%%

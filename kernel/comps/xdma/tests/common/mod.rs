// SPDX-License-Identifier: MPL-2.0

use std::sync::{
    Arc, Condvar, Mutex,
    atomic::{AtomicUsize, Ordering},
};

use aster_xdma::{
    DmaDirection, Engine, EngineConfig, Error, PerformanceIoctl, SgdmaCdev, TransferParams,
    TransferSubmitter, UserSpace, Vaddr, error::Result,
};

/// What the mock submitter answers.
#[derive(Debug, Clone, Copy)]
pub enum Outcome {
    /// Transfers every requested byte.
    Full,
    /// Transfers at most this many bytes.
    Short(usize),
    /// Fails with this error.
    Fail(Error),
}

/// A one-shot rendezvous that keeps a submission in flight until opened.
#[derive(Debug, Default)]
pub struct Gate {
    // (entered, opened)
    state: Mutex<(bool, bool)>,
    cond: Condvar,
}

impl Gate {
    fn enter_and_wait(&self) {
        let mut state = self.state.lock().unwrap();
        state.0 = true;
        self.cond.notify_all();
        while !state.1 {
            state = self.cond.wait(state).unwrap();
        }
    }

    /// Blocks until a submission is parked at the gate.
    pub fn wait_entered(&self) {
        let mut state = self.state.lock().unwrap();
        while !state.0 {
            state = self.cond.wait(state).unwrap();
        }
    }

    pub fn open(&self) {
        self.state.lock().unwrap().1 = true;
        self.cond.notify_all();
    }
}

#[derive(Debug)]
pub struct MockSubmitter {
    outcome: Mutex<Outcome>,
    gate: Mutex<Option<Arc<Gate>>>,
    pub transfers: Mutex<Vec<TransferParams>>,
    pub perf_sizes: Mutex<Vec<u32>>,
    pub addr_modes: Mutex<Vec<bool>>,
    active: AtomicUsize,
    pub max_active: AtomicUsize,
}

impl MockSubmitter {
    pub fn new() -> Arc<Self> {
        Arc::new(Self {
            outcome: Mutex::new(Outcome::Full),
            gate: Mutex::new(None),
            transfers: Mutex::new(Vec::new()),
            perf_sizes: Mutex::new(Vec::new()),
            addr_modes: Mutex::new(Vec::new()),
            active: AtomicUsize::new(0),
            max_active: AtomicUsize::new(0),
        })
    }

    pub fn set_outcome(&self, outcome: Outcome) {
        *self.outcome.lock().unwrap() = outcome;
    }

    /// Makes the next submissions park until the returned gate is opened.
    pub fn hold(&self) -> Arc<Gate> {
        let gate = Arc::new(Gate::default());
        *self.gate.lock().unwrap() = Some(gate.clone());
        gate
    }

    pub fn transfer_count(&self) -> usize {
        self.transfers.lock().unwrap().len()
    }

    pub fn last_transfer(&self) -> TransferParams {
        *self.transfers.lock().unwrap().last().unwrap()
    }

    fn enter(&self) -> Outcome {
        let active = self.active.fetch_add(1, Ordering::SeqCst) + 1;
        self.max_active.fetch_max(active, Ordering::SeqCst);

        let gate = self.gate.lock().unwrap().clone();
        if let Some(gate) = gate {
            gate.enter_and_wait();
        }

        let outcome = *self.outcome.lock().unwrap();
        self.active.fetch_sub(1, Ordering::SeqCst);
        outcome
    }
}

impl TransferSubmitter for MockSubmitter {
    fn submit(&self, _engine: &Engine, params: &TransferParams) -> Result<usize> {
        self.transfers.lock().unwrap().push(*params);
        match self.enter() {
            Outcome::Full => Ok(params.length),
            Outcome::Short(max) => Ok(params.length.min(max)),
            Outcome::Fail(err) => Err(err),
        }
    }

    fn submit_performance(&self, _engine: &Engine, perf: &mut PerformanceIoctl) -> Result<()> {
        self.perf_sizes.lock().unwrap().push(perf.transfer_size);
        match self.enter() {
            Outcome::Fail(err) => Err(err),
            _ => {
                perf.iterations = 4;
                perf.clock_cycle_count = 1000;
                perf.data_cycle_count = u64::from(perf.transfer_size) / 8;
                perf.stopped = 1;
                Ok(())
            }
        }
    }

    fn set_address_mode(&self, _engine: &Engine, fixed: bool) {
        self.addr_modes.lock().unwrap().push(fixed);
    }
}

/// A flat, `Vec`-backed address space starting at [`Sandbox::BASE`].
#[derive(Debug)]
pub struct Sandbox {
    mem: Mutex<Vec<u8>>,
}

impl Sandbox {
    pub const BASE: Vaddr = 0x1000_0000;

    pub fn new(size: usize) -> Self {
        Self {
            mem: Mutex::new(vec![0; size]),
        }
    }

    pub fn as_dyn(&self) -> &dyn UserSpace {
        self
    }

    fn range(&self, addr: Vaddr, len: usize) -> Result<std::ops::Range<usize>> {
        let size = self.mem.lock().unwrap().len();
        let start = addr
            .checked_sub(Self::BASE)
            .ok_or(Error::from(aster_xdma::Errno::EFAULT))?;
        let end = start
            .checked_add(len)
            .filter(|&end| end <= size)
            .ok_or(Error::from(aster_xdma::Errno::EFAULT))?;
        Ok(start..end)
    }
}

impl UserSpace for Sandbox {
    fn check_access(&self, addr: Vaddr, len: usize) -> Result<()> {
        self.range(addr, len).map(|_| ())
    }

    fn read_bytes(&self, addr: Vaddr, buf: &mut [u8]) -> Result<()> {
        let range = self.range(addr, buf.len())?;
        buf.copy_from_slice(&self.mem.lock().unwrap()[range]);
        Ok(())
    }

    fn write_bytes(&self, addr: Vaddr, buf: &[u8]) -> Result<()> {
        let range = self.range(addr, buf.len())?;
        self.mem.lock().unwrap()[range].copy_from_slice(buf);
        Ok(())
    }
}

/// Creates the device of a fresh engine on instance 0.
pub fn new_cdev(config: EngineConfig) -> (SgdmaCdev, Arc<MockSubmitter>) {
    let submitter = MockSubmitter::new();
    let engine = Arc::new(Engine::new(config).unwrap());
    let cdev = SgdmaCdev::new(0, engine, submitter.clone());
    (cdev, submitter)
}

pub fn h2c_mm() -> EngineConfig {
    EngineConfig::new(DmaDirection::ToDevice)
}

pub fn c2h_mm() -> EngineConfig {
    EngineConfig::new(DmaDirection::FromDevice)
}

%%

◆ **What is expected**
The data above needs retyping. Reproduce each line exactly.

◆ **Exercise answer**
filename kernel/comps/xdma/tests/common/mod.rs
// SPDX-License-Identifier: MPL-2.0

use std::sync::{
    Arc, Condvar, Mutex,
    atomic::{AtomicUsize, Ordering},
};

use aster_xdma::{
    DmaDirection, Engine, EngineConfig, Error, PerformanceIoctl, SgdmaCdev, TransferParams,
    TransferSubmitter, UserSpace, Vaddr, error::Result,
};

/// What the mock submitter answers.
#[derive(Debug, Clone, Copy)]
pub enum Outcome {
    /// Transfers every requested byte.
    Full,
    /// Transfers at most this many bytes.
    Short(usize),
    /// Fails with this error.
    Fail(Error),
}

/// A one-shot rendezvous that keeps a submission in flight until opened.
#[derive(Debug, Default)]
pub struct Gate {
    // (entered, opened)
    state: Mutex<(bool, bool)>,
    cond: Condvar,
}

impl Gate {
    fn enter_and_wait(&self) {
        let mut state = self.state.lock().unwrap();
        state.0 = true;
        self.cond.notify_all();
        while !state.1 {
            state = self.cond.wait(state).unwrap();
        }
    }

    /// Blocks until a submission is parked at the gate.
    pub fn wait_entered(&self) {
        let mut state = self.state.lock().unwrap();
        while !state.0 {
            state = self.cond.wait(state).unwrap();
        }
    }

    pub fn open(&self) {
        self.state.lock().unwrap().1 = true;
        self.cond.notify_all();
    }
}

#[derive(Debug)]
pub struct MockSubmitter {
    outcome: Mutex<Outcome>,
    gate: Mutex<Option<Arc<Gate>>>,
    pub transfers: Mutex<Vec<TransferParams>>,
    pub perf_sizes: Mutex<Vec<u32>>,
    pub addr_modes: Mutex<Vec<bool>>,
    active: AtomicUsize,
    pub max_active: AtomicUsize,
}

impl MockSubmitter {
    pub fn new() -> Arc<Self> {
        Arc::new(Self {
            outcome: Mutex::new(Outcome::Full),
            gate: Mutex::new(None),
            transfers: Mutex::new(Vec::new()),
            perf_sizes: Mutex::new(Vec::new()),
            addr_modes: Mutex::new(Vec::new()),
            active: AtomicUsize::new(0),
            max_active: AtomicUsize::new(0),
        })
    }

    pub fn set_outcome(&self, outcome: Outcome) {
        *self.outcome.lock().unwrap() = outcome;
    }

    /// Makes the next submissions park until the returned gate is opened.
    pub fn hold(&self) -> Arc<Gate> {
        let gate = Arc::new(Gate::default());
        *self.gate.lock().unwrap() = Some(gate.clone());
        gate
    }

    pub fn transfer_count(&self) -> usize {
        self.transfers.lock().unwrap().len()
    }

    pub fn last_transfer(&self) -> TransferParams {
        *self.transfers.lock().unwrap().last().unwrap()
    }

    fn enter(&self) -> Outcome {
        let active = self.active.fetch_add(1, Ordering::SeqCst) + 1;
        self.max_active.fetch_max(active, Ordering::SeqCst);

        let gate = self.gate.lock().unwrap().clone();
        if let Some(gate) = gate {
            gate.enter_and_wait();
        }

        let outcome = *self.outcome.lock().unwrap();
        self.active.fetch_sub(1, Ordering::SeqCst);
        outcome
    }
}

impl TransferSubmitter for MockSubmitter {
    fn submit(&self, _engine: &Engine, params: &TransferParams) -> Result<usize> {
        self.transfers.lock().unwrap().push(*params);
        match self.enter() {
            Outcome::Full => Ok(params.length),
            Outcome::Short(max) => Ok(params.length.min(max)),
            Outcome::Fail(err) => Err(err),
        }
    }

    fn submit_performance(&self, _engine: &Engine, perf: &mut PerformanceIoctl) -> Result<()> {
        self.perf_sizes.lock().unwrap().push(perf.transfer_size);
        match self.enter() {
            Outcome::Fail(err) => Err(err),
            _ => {
                perf.iterations = 4;
                perf.clock_cycle_count = 1000;
                perf.data_cycle_count = u64::from(perf.transfer_size) / 8;
                perf.stopped = 1;
                Ok(())
            }
        }
    }

    fn set_address_mode(&self, _engine: &Engine, fixed: bool) {
        self.addr_modes.lock().unwrap().push(fixed);
    }
}

/// A flat, `Vec`-backed address space starting at [`Sandbox::BASE`].
#[derive(Debug)]
pub struct Sandbox {
    mem: Mutex<Vec<u8>>,
}

impl Sandbox {
    pub const BASE: Vaddr = 0x1000_0000;

    pub fn new(size: usize) -> Self {
        Self {
            mem: Mutex::new(vec![0; size]),
        }
    }

    pub fn as_dyn(&self) -> &dyn UserSpace {
        self
    }

    fn range(&self, addr: Vaddr, len: usize) -> Result<std::ops::Range<usize>> {
        let size = self.mem.lock().unwrap().len();
        let start = addr
            .checked_sub(Self::BASE)
            .ok_or(Error::from(aster_xdma::Errno::EFAULT))?;
        let end = start
            .checked_add(len)
            .filter(|&end| end <= size)
            .ok_or(Error::from(aster_xdma::Errno::EFAULT))?;
        Ok(start..end)
    }
}

impl UserSpace for Sandbox {
    fn check_access(&self, addr: Vaddr, len: usize) -> Result<()> {
        self.range(addr, len).map(|_| ())
    }

    fn read_bytes(&self, addr: Vaddr, buf: &mut [u8]) -> Result<()> {
        let range = self.range(addr, buf.len())?;
        buf.copy_from_slice(&self.mem.lock().unwrap()[range]);
        Ok(())
    }

    fn write_bytes(&self, addr: Vaddr, buf: &[u8]) -> Result<()> {
        let range = self.range(addr, buf.len())?;
        self.mem.lock().unwrap()[range].copy_from_slice(buf);
        Ok(())
    }
}

/// Creates the device of a fresh engine on instance 0.
pub fn new_cdev(config: EngineConfig) -> (SgdmaCdev, Arc<MockSubmitter>) {
    let submitter = MockSubmitter::new();
    let engine = Arc::new(Engine::new(config).unwrap());
    let cdev = SgdmaCdev::new(0, engine, submitter.clone());
    (cdev, submitter)
}

pub fn h2c_mm() -> EngineConfig {
    EngineConfig::new(DmaDirection::ToDevice)
}

pub fn c2h_mm() -> EngineConfig {
    EngineConfig::new(DmaDirection::FromDevice)
}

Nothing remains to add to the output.